In summary, for components with features below 0.5 mm or requiring critical tolerances below ±0.1 mm, SLA is in practice the only viable desktop technology. FDM remains adequate for larger geometries with less stringent precision requirements.

When should SLA resin be used instead of FDM for functional parts?

Use SLA printing when the function of the part requires performance that FDM cannot reliably guarantee:

  • Fluid sealing or hermeticity, thanks to the continuous material structure
  • Mechanical isotropy, i.e. uniform properties along all axes
  • Ready-to-use surface finish, without the need for extensive post-processing
  • Fine geometric details, below 0.5 mm
  • Advanced materials, such as biocompatible resins, technical ceramics, or silicone-like formulations

Conversely, FDM remains a sensible choice when large dimensions, low costs, and non-critical tolerances are the primary considerations. In these cases, the lower precision and intrinsic process limitations are acceptable given the economic and scale advantages.

Is SLA printing watertight?
Yes. Tests conducted by the URIL at the University of Rhode Island demonstrate that SLA parts maintain their seal at very high pressurisation levels and are classified as hermetic. SLA forms a covalent polymer network with no inter-layer voids. FDM parts, on the contrary, show infiltration within a few seconds even at low pressure, due to structural voids between layers — a physical limitation of the process, not a calibration issue.
Is SLA printing suitable for the production of end-use parts?
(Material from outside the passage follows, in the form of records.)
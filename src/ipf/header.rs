//! Raw local-header access.
//!
//! The central directory does not carry the name bytes this format relies on,
//! so they are read straight from each entry's local header.

use byteorder::{ByteOrder, LittleEndian};
use std::path::{Component, Path};

use crate::error::{DecodeSkip, IpfError, Result};
use crate::io::ReadAt;

use super::structures::{LFH_NAME_LEN_OFFSET, LFH_SIGNATURE, LFH_SIZE, MAX_NAME_LEN};

/// Read the stored (encrypted) name of the local header at `offset`.
///
/// Never mutates the source. Any failure is reported as a [`DecodeSkip`] so the
/// caller can fall back for this entry alone.
pub async fn read_stored_name<R: ReadAt + ?Sized>(
    reader: &R,
    offset: u64,
) -> std::result::Result<Vec<u8>, DecodeSkip> {
    let size = reader.size();
    if offset.saturating_add(LFH_SIZE as u64) > size {
        return Err(DecodeSkip::OutOfBounds { offset });
    }

    let mut header = [0u8; LFH_SIZE];
    reader
        .read_exact_at(offset, &mut header)
        .await
        .map_err(|e| DecodeSkip::Read(e.to_string()))?;

    if &header[0..4] != LFH_SIGNATURE {
        return Err(DecodeSkip::BadSignature { offset });
    }

    let name_len = LittleEndian::read_u16(&header[LFH_NAME_LEN_OFFSET..]);
    if name_len == 0 || name_len > MAX_NAME_LEN {
        return Err(DecodeSkip::NameLength(name_len));
    }

    let name_start = offset + LFH_SIZE as u64;
    if name_start + name_len as u64 > size {
        return Err(DecodeSkip::OutOfBounds { offset });
    }

    let mut name = vec![0u8; name_len as usize];
    reader
        .read_exact_at(name_start, &mut name)
        .await
        .map_err(|e| DecodeSkip::Read(e.to_string()))?;
    Ok(name)
}

/// Offset of the first payload byte for the local header at `offset`.
///
/// The local name and extra lengths may differ from the directory's, so the
/// local header is the only reliable source.
pub async fn data_offset<R: ReadAt + ?Sized>(reader: &R, offset: u64) -> Result<u64> {
    let mut header = [0u8; LFH_SIZE];
    reader
        .read_exact_at(offset, &mut header)
        .await
        .map_err(|e| IpfError::io(format!("reading local header at {}", offset), e))?;

    if &header[0..4] != LFH_SIGNATURE {
        return Err(IpfError::Format(format!(
            "invalid local header at offset {}",
            offset
        )));
    }

    let file_name_length = LittleEndian::read_u16(&header[LFH_NAME_LEN_OFFSET..]) as u64;
    let extra_field_length = LittleEndian::read_u16(&header[LFH_NAME_LEN_OFFSET + 2..]) as u64;

    Ok(offset + LFH_SIZE as u64 + file_name_length + extra_field_length)
}

/// Whether `name` names a file strictly inside whatever root it is joined onto.
///
/// Both `/` and `\` count as separators, since archives built on Windows
/// store either. Names ending in a separator denote directories and fail.
pub fn is_safe_relative_path(name: &str) -> bool {
    if name.is_empty() || name.contains('\0') {
        return false;
    }
    if name.starts_with(['/', '\\']) || name.ends_with(['/', '\\']) {
        return false;
    }

    let mut depth = 0usize;
    for part in name.split(['/', '\\']) {
        match part {
            "" | "." => continue,
            ".." => return false,
            // drive prefixes like C:
            p if p.contains(':') => return false,
            _ => depth += 1,
        }
    }
    if depth == 0 {
        return false;
    }

    Path::new(name)
        .components()
        .all(|c| matches!(c, Component::Normal(_) | Component::CurDir))
}
pub mod autopark_env;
Yes, SLA printing is suitable for the production of end-use parts, provided the correct resin is selected according to the application requirements. Advanced formulations are now available covering a wide range of technical needs:

  • Flame-retardant resins with certifications such as UL 94, for electrical and electronic applications
  • Biocompatible BioMed materials, used in medical and dental fields
  • High-rigidity resins such as Rigid 10K, glass-filled, suitable also for the production of injection moulds
  • Elastomeric materials such as Silicone 40A, for pure silicone components

Thanks to these characteristics, many companies use SLA not only for prototyping, but also for final production in small and medium volumes, typically between 10 and 1,000 parts. Applications range from dentistry to aerospace, especially where precision, high surface finish, and specific functional properties are required.